Difficult to figure, like a town named "Moore"
with a yellow happy face painted on its gunmetal gray
water tower and just slightly fewer pregnant high schoolers
than Trans Ams and Camaros. That was their hometown.
And on a street like the edge of a postage stamp lost
behind the coffee pot for months, torn, and ticked
with food particles, they lived.

Once, I dreamt I was there of my own accord
and glad to see the overweight
disco queen—my aunt—who taught me how to read
when not washing her own children's “foul mouths” out
with the pink foaming action of Mr. Bubble.
It was always Saturday Night Fever
on Queensbury, and The Bee-Gees
sang with a flying whine from their seemingly
swollen throats while my aunt and I tried
desperately to catch the wasp in an old mason jar.
It never landed on the record player’s dust-covered
dust cover, and when it stung her, I knew she would die.

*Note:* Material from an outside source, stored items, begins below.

#![allow(dead_code)]

use std::collections::VecDeque;
use std::net::SocketAddr;
use std::sync::atomic::{AtomicI64, AtomicU16, Ordering};
use std::sync::{Arc, Mutex};
use std::time::Duration;

use axum::extract::{Path, State};
use axum::http::{HeaderMap, StatusCode};
use axum::response::{IntoResponse, Response};
use axum::routing::{get, post};
use axum::{Json, Router};
use reqwest::Client;
use serde_json::{Value, json};

use leadfunnel::config::{Config, LeadConfig};
use leadfunnel::funnel::{CrmForm, FunnelVariant};
use leadfunnel::lead::{FunnelKind, MemoryStore, RetryPolicy};
use leadfunnel::state::SharedState;

pub const CRM_FORM_URL: &str = "https://crm.test/crm/WebToLeadForm";

/// A running site wired to mock content and lead APIs.
pub struct TestApp {
    pub addr: SocketAddr,
    pub client: Client,
    pub state: SharedState,
    pub lead_api: Arc<LeadApiMock>,
}

impl TestApp {
    pub fn url(&self, path: &str) -> String {
        format!("http://{}{}", self.addr, path)
    }

    /// POST a JSON lead to the API, return (body, status).
    pub async fn submit_lead(&self, funnel: &str, body: &Value) -> (Value, StatusCode) {
        let resp = self
            .client
            .post(self.url(&format!("/api/v1/leads/{funnel}")))
            .json(body)
            .send()
            .await
            .expect("submit lead failed");
        let status = resp.status();
        let body: Value = resp.json().await.unwrap_or(json!(null));
        (body, status)
    }

    /// POST an urlencoded form, return (html, status).
    pub async fn post_form(&self, path: &str, data: &[(&str, &str)]) -> (String, StatusCode) {
        let resp = self
            .client
            .post(self.url(path))
            .form(data)
            .send()
            .await
            .expect("form post failed");
        let status = resp.status();
        (resp.text().await.unwrap_or_default(), status)
    }

    pub async fn get_page(&self, path: &str) -> (String, StatusCode) {
        let resp = self
            .client
            .get(self.url(path))
            .send()
            .await
            .expect("get request failed");
        let status = resp.status();
        (resp.text().await.unwrap_or_default(), status)
    }

    pub async fn queue_len(&self, funnel: FunnelKind) -> usize {
        self.state
            .leads
            .get(funnel)
            .queue()
            .len()
            .await
            .expect("queue read failed")
    }

    /// Background drains are spawned by page loads; wait for the queue to
    /// reach `expected` items.
    pub async fn wait_for_queue_len(&self, funnel: FunnelKind, expected: usize) {
        for _ in 0..100 {
            if self.queue_len(funnel).await == expected {
                return;
            }
            tokio::time::sleep(Duration::from_millis(20)).await;
        }
        panic!(
            "queue for {funnel} never reached {expected} (now {})",
            self.queue_len(funnel).await
        );
    }
}

// ── Mock lead API ───────────────────────────────────────────────

#[derive(Debug, Clone)]
pub struct RecordedLead {
    pub path: String,
    pub idempotency_key: Option<String>,
    pub body: Value,
}

/// Lead backend double. Answers with a scripted status per request, falling
/// back to `default_status` once the script runs out. Successful answers
/// carry incrementing ids starting at 42.
pub struct LeadApiMock {
    pub addr: SocketAddr,
    requests: Mutex<Vec<RecordedLead>>,
    script: Mutex<VecDeque<u16>>,
    default_status: AtomicU16,
    next_id: AtomicI64,
}

impl LeadApiMock {
    pub fn url(&self) -> String {
        format!("http://{}", self.addr)
    }

    /// Fail the next `n` requests with a 503.
    pub fn fail_next(&self, n: usize) {
        let mut script = self.script.lock().unwrap();
        script.extend(std::iter::repeat_n(503, n));
    }

    /// Take the backend down (or bring it back) for every unscripted request.
    pub fn set_down(&self, down: bool) {
        let status = if down { 503 } else { 201 };
        self.default_status.store(status, Ordering::SeqCst);
    }

    pub fn requests(&self) -> Vec<RecordedLead> {
        self.requests.lock().unwrap().clone()
    }

    pub fn request_count(&self) -> usize {
        self.requests.lock().unwrap().len()
    }
}

async fn receive_lead(
    State(mock): State<Arc<LeadApiMock>>,
    Path(funnel_path): Path<String>,
    headers: HeaderMap,
    Json(body): Json<Value>,
) -> Response {
    mock.requests.lock().unwrap().push(RecordedLead {
        path: funnel_path,
        idempotency_key: headers
            .get("idempotency-key")
            .and_then(|v| v.to_str().ok())
            .map(str::to_string),
        body,
    });

    let scripted = mock.script.lock().unwrap().pop_front();
    let status = scripted.unwrap_or_else(|| mock.default_status.load(Ordering::SeqCst));
    let status = StatusCode::from_u16(status).unwrap_or(StatusCode::INTERNAL_SERVER_ERROR);

    if !status.is_success() {
        return (status, "backend unavailable").into_response();
    }

    let id = mock.next_id.fetch_add(1, Ordering::SeqCst);
    (
        status,
        Json(json!({ "id": id, "bookingUrl": format!("https://cal.example/{id}") })),
    )
        .into_response()
}

async fn spawn_lead_api() -> Arc<LeadApiMock> {
    let listener = tokio::net::TcpListener::bind("127.0.0.1:0")
        .await
        .expect("Failed to bind lead API mock");
    let addr = listener.local_addr().unwrap();

    let mock = Arc::new(LeadApiMock {
        addr,
        requests: Mutex::new(Vec::new()),
        script: Mutex::new(VecDeque::new()),
        default_status: AtomicU16::new(201),
        next_id: AtomicI64::new(42),
    });

    let app = Router::new()
        .route("/api/{funnel_path}/", post(receive_lead))
        .with_state(mock.clone());

    tokio::spawn(async move {
        axum::serve(listener, app).await.expect("Lead API mock failed");
    });

    mock
}

// ── Mock content API ────────────────────────────────────────────

fn blog_post() -> Value {
    json!({
        "id": 1,
        "title": "Automating invoices with AI",
        "slug_path": "automating-invoices",
        "excerpt": "How small teams stop typing invoices by hand.",
        "meta_description": "Invoice automation for small teams",
        "page_published_time": "2024-05-01",
        "updated_at": "2024-05-02T09:30:00+02:00",
        "author": { "username": "giulia" },
        "sections": [
            { "id": 2, "title": "Second step", "content": "<p>Review</p>", "order": 2, "subsections": [] },
            { "id": 1, "title": "First step", "content": "<p>Collect</p>", "order": 1, "subsections": [] }
        ],
        "faqs": [
            { "question": "Does it work with PDFs?", "answer": "<p>Yes.</p>", "order": 1 }
        ]
    })
}

fn product() -> Value {
    json!({
        "id": 7,
        "title": "AI Chatbot",
        "slug_path": "ai-chatbot",
        "intro": "A support assistant trained on your documents.",
        "updated_at": "2024-06-10T12:00:00Z"
    })
}

async fn blog_detail(Path(slug): Path<String>) -> Response {
    if slug == "automating-invoices" {
        Json(blog_post()).into_response()
    } else {
        (StatusCode::NOT_FOUND, Json(json!({ "detail": "Not found." }))).into_response()
    }
}

async fn spawn_content_api() -> SocketAddr {
    let listener = tokio::net::TcpListener::bind("127.0.0.1:0")
        .await
        .expect("Failed to bind content API mock");
    let addr = listener.local_addr().unwrap();

    let app = Router::new()
        .route(
            "/api/blogs/",
            get(|| async { Json(json!({ "results": [blog_post()], "count": 1 })) }),
        )
        .route("/api/blogs/recent/", get(|| async { Json(json!([blog_post()])) }))
        .route("/api/blogs/{slug}/", get(blog_detail))
        .route("/api/product-pages/", get(|| async { Json(json!([product()])) }))
        // Use cases are broken upstream; pages must still render
        .route(
            "/api/usecases/",
            get(|| async { StatusCode::INTERNAL_SERVER_ERROR }),
        )
        .route(
            "/api/homepage/",
            get(|| async {
                Json(json!([{
                    "title_h": "Grow faster with AI",
                    "solution_subtitle": "Automation for ambitious small businesses",
                    "mission_title_h": "Our mission",
                    "mission_paragraph": "Make AI useful for everyone."
                }]))
            }),
        )
        .route(
            "/api/about/",
            get(|| async {
                Json(json!({ "results": [{
                    "title": "About Grow to Prime",
                    "content": "<p>We help companies adopt AI.</p>"
                }] }))
            }),
        )
        .route(
            "/api/stats/navigation/",
            get(|| async {
                Json(json!({
                    "blogs": [],
                    "product_pages": [{ "id": 7, "title": "AI Chatbot", "slug_path": "ai-chatbot" }],
                    "usecases": []
                }))
            }),
        );

    tokio::spawn(async move {
        axum::serve(listener, app).await.expect("Content API mock failed");
    });

    addr
}

// ── App ─────────────────────────────────────────────────────────

pub fn test_config(content_api_url: &str, lead_api_url: &str) -> Config {
    Config {
        host: "127.0.0.1".parse().unwrap(),
        port: 0, // unused, we bind to random port
        base_url: "https://site.test".to_string(),
        content_api_url: content_api_url.to_string(),
        content_timeout: Duration::from_secs(2),
        leads: LeadConfig {
            consultation_endpoint: format!("{lead_api_url}/api/consultation-leads/"),
            ebook_endpoint: format!("{lead_api_url}/api/ebook-leads/"),
            timeout: Duration::from_secs(2),
            retry: RetryPolicy {
                max_attempts: 3,
                backoff_step: Duration::from_millis(10),
            },
        },
        crm: CrmForm {
            action_url: CRM_FORM_URL.to_string(),
            content_type: "eBook".to_string(),
            thanks_url: "https://site.test/thanks".to_string(),
        },
        ebook_variant: FunnelVariant::EmbeddedMarkup,
        store_dir: None,
        rate_limit: 10,
        rate_limit_window_secs: 60,
        max_body_size: 65_536,
        trusted_proxies: vec![],
        log_level: "warn".to_string(),
    }
}

pub async fn spawn_app() -> TestApp {
    spawn_app_with(|_| {}).await
}

/// Spawn the site with a tweaked config.
pub async fn spawn_app_with(configure: impl FnOnce(&mut Config)) -> TestApp {
    let content_addr = spawn_content_api().await;
    let lead_api = spawn_lead_api().await;

    let mut config = test_config(&format!("http://{content_addr}"), &lead_api.url());
    configure(&mut config);

    let (app, state) = leadfunnel::build_app(config, Arc::new(MemoryStore::new()))
        .expect("Failed to build app");

    // Bind to random port
    let listener = tokio::net::TcpListener::bind("127.0.0.1:0")
        .await
        .expect("Failed to bind to random port");
    let addr = listener.local_addr().unwrap();

    // Spawn server in background
    tokio::spawn(async move {
        axum::serve(
            listener,
            app.into_make_service_with_connect_info::<SocketAddr>(),
        )
        .await
        .expect("Server failed");
    });

    let client = Client::builder()
        .redirect(reqwest::redirect::Policy::none())
        .build()
        .unwrap();

    TestApp {
        addr,
        client,
        state,
        lead_api,
    }
}
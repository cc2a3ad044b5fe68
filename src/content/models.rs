use serde::{Deserialize, Serialize};
use serde_json::{Map, Value};

/// The three CMS collections rendered as article pages.
#[derive(Debug, Clone, Copy, PartialEq, Eq)]
pub enum ContentKind {
    Blog,
    Product,
    Usecase,
}

impl ContentKind {
    pub const ALL: [ContentKind; 3] = [ContentKind::Blog, ContentKind::Product, ContentKind::Usecase];

    /// Path segment on the content API.
    pub fn api_path(&self) -> &'static str {
        match self {
            ContentKind::Blog => "blogs",
            ContentKind::Product => "product-pages",
            ContentKind::Usecase => "usecases",
        }
    }

    /// Path segment on this site.
    pub fn site_path(&self) -> &'static str {
        match self {
            ContentKind::Blog => "blogs",
            ContentKind::Product => "products",
            ContentKind::Usecase => "usecases",
        }
    }

    pub fn label(&self) -> &'static str {
        match self {
            ContentKind::Blog => "Blog",
            ContentKind::Product => "Products & Services",
            ContentKind::Usecase => "Use Cases",
        }
    }

    pub fn sitemap_priority(&self) -> f32 {
        match self {
            ContentKind::Blog | ContentKind::Product => 0.7,
            ContentKind::Usecase => 0.6,
        }
    }
}

#[derive(Debug, Clone, Default, Serialize, Deserialize)]
#[serde(default)]
pub struct Article {
    pub id: i64,
    pub title: String,
    pub intro: String,
    pub excerpt: String,
    pub meta_description: String,
    pub categories: String,
    pub slug_path: String,
    pub page_published_time: String,
    pub updated_at: Option<String>,
    pub author: Option<Author>,
    pub sections: Vec<Section>,
    pub faqs: Vec<Faq>,
}

impl Article {
    pub fn author_name(&self) -> String {
        match &self.author {
            Some(Author::Name(name)) => name.clone(),
            Some(Author::User { username }) => username.clone().unwrap_or_default(),
            None => String::new(),
        }
    }

    pub fn summary(&self) -> &str {
        if self.excerpt.is_empty() {
            &self.intro
        } else {
            &self.excerpt
        }
    }

    /// Sections and their subsections in CMS order.
    pub fn ordered_sections(&self) -> Vec<Section> {
        let mut sections = self.sections.clone();
        sections.sort_by_key(|s| s.order);
        for section in &mut sections {
            section.subsections.sort_by_key(|s| s.order);
        }
        sections
    }

    pub fn ordered_faqs(&self) -> Vec<Faq> {
        let mut faqs = self.faqs.clone();
        faqs.sort_by_key(|f| f.order);
        faqs
    }
}

#[derive(Debug, Clone, Serialize, Deserialize)]
#[serde(untagged)]
pub enum Author {
    Name(String),
    User {
        #[serde(default)]
        username: Option<String>,
    },
}

#[derive(Debug, Clone, Default, Serialize, Deserialize)]
#[serde(default)]
pub struct Section {
    pub id: i64,
    pub title: String,
    pub content: String,
    pub order: i64,
    pub subsections: Vec<Subsection>,
}

#[derive(Debug, Clone, Default, Serialize, Deserialize)]
#[serde(default)]
pub struct Subsection {
    pub id: i64,
    pub title: String,
    pub content: String,
    pub order: i64,
}

#[derive(Debug, Clone, Default, Serialize, Deserialize)]
#[serde(default)]
pub struct Faq {
    pub question: String,
    pub answer: String,
    pub order: i64,
}

/// Homepage singleton. The CMS exposes dozens of flat text fields; they are
/// kept as-is and read by name.
#[derive(Debug, Clone, Default, Deserialize)]
pub struct Homepage(pub Map<String, Value>);

impl Homepage {
    pub fn text(&self, key: &str) -> String {
        match self.0.get(key) {
            Some(Value::String(s)) => s.clone(),
            Some(Value::Null) | None => String::new(),
            Some(other) => other.to_string(),
        }
    }
}

#[derive(Debug, Clone, Default, Deserialize)]
#[serde(default)]
pub struct About {
    pub title: String,
    pub subtitle: String,
    pub description: String,
    pub content: String,
    pub meta_title: String,
    pub meta_description: String,
}

#[derive(Debug, Clone, Default, Deserialize)]
#[serde(default)]
pub struct NavItem {
    pub id: i64,
    pub title: String,
    pub slug_path: String,
}

#[derive(Debug, Clone, Default, Deserialize)]
#[serde(default)]
pub struct Navigation {
    pub blogs: Vec<NavItem>,
    pub product_pages: Vec<NavItem>,
    pub usecases: Vec<NavItem>,
}

#[derive(Debug, Clone, Default)]
pub struct Collection<T> {
    pub results: Vec<T>,
    pub count: usize,
}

I can't remember whether this dream
was before she actually died or not. Definitely after
I learned the meaning of "orgasm" and "fellatio"
from her nurse's encyclopedia and fancied myself,
through that moment of study, older and wiser
though confused like I'd just read the directions
to becoming a 33rd degree Mason or for making tiramisù.
Still, knowledge is everything, no matter
when it comes. Like my aunt, a nurse, knew all along
the prescription drugs she abused
would harden her lungs to the consistency
of some water-logged bracket fungus on a tree.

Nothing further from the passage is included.